◆ YOUR INSTRUCTIONS ◆
Whenever a line of the entries below holds the string "else", copy that line and return it.

MATERIAL SHOWN START

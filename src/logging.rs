//! Middleware for logging requests and responses.

use axum::{
    body::{Body, Bytes},
    extract::Request,
    http::{
        HeaderMap, StatusCode,
        header::CONTENT_TYPE,
        request::Parts as RequestParts,
        response::Parts as ResponseParts,
    },
    middleware::Next,
    response::{IntoResponse, Response},
};

/// The number of characters of a body logged at the `info` level.
pub const LOG_BODY_LENGTH_LIMIT: usize = 64;

/// The largest request body, in bytes, that is buffered for logging.
const MAX_BUFFERED_REQUEST_BODY: usize = 2 * 1024 * 1024;

/// Form fields whose values never appear in the logs.
const REDACTED_FIELDS: [&str; 2] = ["password", "confirm_password"];

/// Log the request and response for each request.
///
/// Both the request and response are logged at the `info` level.
/// If a body is longer than [LOG_BODY_LENGTH_LIMIT] characters, it is
/// truncated and the full body is logged at the `debug` level.
/// Password fields of URL encoded forms are redacted and multipart bodies, i.e. file uploads,
/// are passed through without being read.
pub async fn logging_middleware(request: Request, next: Next) -> Response {
    let request = if has_content_type(request.headers(), "multipart/form-data") {
        let (parts, body) = request.into_parts();
        log_request(&parts, "<multipart body not logged>");
        Request::from_parts(parts, body)
    } else {
        let (parts, body) = request.into_parts();
        let bytes = match axum::body::to_bytes(body, MAX_BUFFERED_REQUEST_BODY).await {
            Ok(bytes) => bytes,
            Err(error) => {
                tracing::warn!("could not read request body for {}: {error}", parts.uri);
                return StatusCode::PAYLOAD_TOO_LARGE.into_response();
            }
        };

        let body_text = String::from_utf8_lossy(&bytes);
        if has_content_type(&parts.headers, "application/x-www-form-urlencoded") {
            log_request(&parts, &redact_form_fields(&body_text, &REDACTED_FIELDS));
        } else {
            log_request(&parts, &body_text);
        }

        Request::from_parts(parts, Body::from(bytes))
    };

    let response = next.run(request).await;

    let (parts, body) = response.into_parts();
    let bytes = match axum::body::to_bytes(body, usize::MAX).await {
        Ok(bytes) => bytes,
        Err(error) => {
            tracing::error!("could not read response body: {error}");
            return StatusCode::INTERNAL_SERVER_ERROR.into_response();
        }
    };
    log_response(&parts, &bytes);

    Response::from_parts(parts, Body::from(bytes))
}

fn has_content_type(headers: &HeaderMap, mime: &str) -> bool {
    headers
        .get(CONTENT_TYPE)
        .and_then(|value| value.to_str().ok())
        .is_some_and(|value| value.starts_with(mime))
}

/// Replace the values of `fields` in a URL encoded form body with asterisks.
fn redact_form_fields(form_text: &str, fields: &[&str]) -> String {
    form_text
        .split('&')
        .map(|pair| match pair.split_once('=') {
            Some((name, _)) if fields.contains(&name) => format!("{name}=********"),
            _ => pair.to_owned(),
        })
        .collect::<Vec<_>>()
        .join("&")
}

/// The first [LOG_BODY_LENGTH_LIMIT] characters of `body`, or `None` if it is not longer.
fn truncate(body: &str) -> Option<&str> {
    body.char_indices()
        .nth(LOG_BODY_LENGTH_LIMIT)
        .map(|(end, _)| &body[..end])
}

fn log_request(parts: &RequestParts, body: &str) {
    match truncate(body) {
        Some(start) => {
            tracing::info!("Received request: {parts:#?}\nbody: {start}...");
            tracing::debug!("Full request body: {body:?}");
        }
        None => tracing::info!("Received request: {parts:#?}\nbody: {body:?}"),
    }
}

fn log_response(parts: &ResponseParts, bytes: &Bytes) {
    let body = String::from_utf8_lossy(bytes);

    match truncate(&body) {
        Some(start) => {
            tracing::info!("Sending response: {parts:#?}\nbody: {start}...");
            tracing::debug!("Full response body: {body:?}");
        }
        None => tracing::info!("Sending response: {parts:#?}\nbody: {body:?}"),
    }
}
//! The endpoint URIs.
//!
//! Record endpoints take the record ID as the `id` query parameter, use [with_id] to add it.

/// The root route, shows the same page as [HOME].
pub const ROOT: &str = "/";
/// The registration page and form.
pub const REGISTER: &str = "/register";
/// The log-in page and form.
pub const LOG_IN: &str = "/login";
/// Ends the session and redirects to the log-in page.
pub const LOG_OUT: &str = "/logout";
/// The landing page for logged in users, shows a month of records.
pub const HOME: &str = "/home";
/// The page and form for adding a financial record.
pub const ADD_RECORD: &str = "/financial/add_financial_record";
/// The page and form for editing a financial record.
pub const EDIT_RECORD: &str = "/financial/edit_financial_record";
/// Deletes a financial record and redirects to the home page.
pub const DELETE_RECORD: &str = "/financial/delete_financial_record";
/// A printable report or CSV file of a month of records.
pub const DOWNLOAD_RECORD: &str = "/financial/download_financial_record";
/// The page and form for editing the user's profile.
pub const PROFILE: &str = "/profile";
/// Serves uploaded profile photos.
pub const USER_PHOTO: &str = "/user_photo";
/// Serves the static assets.
pub const STATIC: &str = "/static";

/// Add the record ID `id` to `endpoint` as the `id` query parameter.
pub fn with_id(endpoint: &str, id: i64) -> String {
    format!("{endpoint}?id={id}")
}

/// The URL of the stored profile photo `file_name`.
pub fn photo_url(file_name: &str) -> String {
    format!("{USER_PHOTO}/{file_name}")
}
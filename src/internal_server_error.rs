//! Defines the page to display for an internal server error.
use axum::{
    http::StatusCode,
    response::{Html, IntoResponse, Response},
};

use crate::html::error_view;

pub struct InternalServerError<'a> {
    pub description: &'a str,
    pub fix: &'a str,
}

impl Default for InternalServerError<'_> {
    fn default() -> Self {
        Self {
            description: "Maaf, terjadi kesalahan.",
            fix: "Coba lagi nanti atau periksa log server.",
        }
    }
}

impl InternalServerError<'_> {
    pub fn into_html(self) -> Html<String> {
        Html(error_view("Kesalahan Server", "500", self.description, self.fix).into_string())
    }
}

impl IntoResponse for InternalServerError<'_> {
    fn into_response(self) -> Response {
        (StatusCode::INTERNAL_SERVER_ERROR, self.into_html()).into_response()
    }
}
//! Encrypted, cookie-backed sessions with one-shot flash messages.
//!
//! A session is serialized as JSON and stored in a private (encrypted and
//! authenticated) cookie. Two cookies are used:
//! - [SESSION_NAME] holds the log-in state and in-app notices.
//! - [FLASH_NAME] holds notices that must survive a log-out, e.g. the
//!   "logged out" message shown on the log-in page.

use std::collections::BTreeMap;

use axum_extra::extract::{
    PrivateCookieJar,
    cookie::{Cookie, Key, SameSite},
};
use serde::{Deserialize, Serialize};
use time::{Duration, OffsetDateTime};

use crate::user::UserID;

/// The name of the cookie holding the authentication state.
pub const SESSION_NAME: &str = "financial_record_session";
/// The name of the cookie holding notices that outlive the session.
pub const FLASH_NAME: &str = "financial_record_flash";
/// How long a session cookie is kept by the client.
pub const SESSION_DURATION: Duration = Duration::hours(24);

/// The kind of notice a flash message represents.
#[derive(Debug, Clone, Copy, PartialEq, Eq)]
pub enum FlashCategory {
    Success,
    Error,
}

impl FlashCategory {
    /// The name of the queue holding this category.
    pub fn key(self) -> &'static str {
        match self {
            FlashCategory::Success => "success",
            FlashCategory::Error => "error",
        }
    }
}

#[derive(Debug, Clone, Default, PartialEq, Serialize, Deserialize)]
struct SessionValues {
    #[serde(default)]
    authenticated: bool,
    #[serde(default)]
    user_id: Option<UserID>,
    #[serde(default)]
    flashes: BTreeMap<String, Vec<String>>,
}

/// The session bound to a single request.
///
/// Changes are only sent to the client once the session is passed to
/// [SessionStore::save].
#[derive(Debug, Clone, PartialEq)]
pub struct Session {
    name: &'static str,
    values: SessionValues,
    invalidated: bool,
}

impl Session {
    /// Create an empty session that will be stored under the cookie `name`.
    pub fn new(name: &'static str) -> Self {
        Self {
            name,
            values: SessionValues::default(),
            invalidated: false,
        }
    }

    /// The name of the cookie the session is stored in.
    pub fn name(&self) -> &'static str {
        self.name
    }

    /// Mark the session as belonging to the authenticated user `user_id`.
    pub fn log_in(&mut self, user_id: UserID) {
        self.values.authenticated = true;
        self.values.user_id = Some(user_id);
        self.invalidated = false;
    }

    pub fn is_authenticated(&self) -> bool {
        self.values.authenticated
    }

    /// The ID of the logged in user.
    ///
    /// Returns `None` unless the session is authenticated.
    pub fn user_id(&self) -> Option<UserID> {
        if self.values.authenticated {
            self.values.user_id
        } else {
            None
        }
    }

    /// Queue a one-shot `message` that is returned by the next call to
    /// [Session::flashes] for `category`.
    pub fn add_flash(&mut self, message: impl Into<String>, category: FlashCategory) {
        self.values
            .flashes
            .entry(category.key().to_owned())
            .or_default()
            .push(message.into());
    }

    /// Take the queued messages for `category`.
    ///
    /// The messages are removed from the session, the client only forgets
    /// them once the session has been saved.
    pub fn flashes(&mut self, category: FlashCategory) -> Vec<String> {
        self.values
            .flashes
            .remove(category.key())
            .unwrap_or_default()
    }

    /// Take the queued messages of every category, errors first.
    pub fn take_flashes(&mut self) -> Vec<(FlashCategory, String)> {
        [FlashCategory::Error, FlashCategory::Success]
            .into_iter()
            .flat_map(|category| {
                self.flashes(category)
                    .into_iter()
                    .map(move |message| (category, message))
            })
            .collect()
    }

    /// Mark the session for deletion, [SessionStore::save] will then expire
    /// the cookie on the client.
    pub fn invalidate(&mut self) {
        self.values = SessionValues::default();
        self.invalidated = true;
    }
}

/// Reads sessions from, and writes sessions to, private cookies.
#[derive(Debug, Clone)]
pub struct SessionStore {
    key: Key,
    secure: bool,
    max_age: Duration,
}

impl SessionStore {
    /// Create a store that encrypts cookies with `key`.
    ///
    /// `secure` sets the `Secure` attribute on every cookie written by the
    /// store.
    pub fn new(key: Key, secure: bool) -> Self {
        Self {
            key,
            secure,
            max_age: SESSION_DURATION,
        }
    }

    /// The key used to encrypt the session cookies.
    pub fn key(&self) -> &Key {
        &self.key
    }

    /// Get the session `name` from `jar`.
    ///
    /// A missing cookie, or one that cannot be decrypted or deserialized,
    /// yields an empty session.
    pub fn get(&self, jar: &PrivateCookieJar, name: &'static str) -> Session {
        let Some(cookie) = jar.get(name) else {
            return Session::new(name);
        };

        match serde_json::from_str(cookie.value()) {
            Ok(values) => Session {
                name,
                values,
                invalidated: false,
            },
            Err(error) => {
                tracing::warn!("Discarding unreadable session cookie {name}: {error}");
                Session::new(name)
            }
        }
    }

    /// Write `session` to `jar`.
    ///
    /// An invalidated session is written as an empty cookie with a max age of
    /// zero and an expiry in the past, which deletes the cookie on the client.
    pub fn save(&self, jar: PrivateCookieJar, session: &Session) -> PrivateCookieJar {
        if session.invalidated {
            return jar.add(
                Cookie::build((session.name, ""))
                    .path("/")
                    .expires(OffsetDateTime::UNIX_EPOCH)
                    .max_age(Duration::ZERO)
                    .http_only(true)
                    .same_site(SameSite::Lax)
                    .secure(self.secure),
            );
        }

        let value = match serde_json::to_string(&session.values) {
            Ok(value) => value,
            Err(error) => {
                tracing::error!("Could not serialize session {}: {error}", session.name);
                return jar;
            }
        };

        jar.add(
            Cookie::build((session.name, value))
                .path("/")
                .expires(OffsetDateTime::now_utc() + self.max_age)
                .max_age(self.max_age)
                .http_only(true)
                .same_site(SameSite::Lax)
                .secure(self.secure),
        )
    }
}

MATERIAL SHOWN END

◆ EXERCISE SOLUTION ◆
    } else {
        } else {
        } else {
        let Some(cookie) = jar.get(name) else {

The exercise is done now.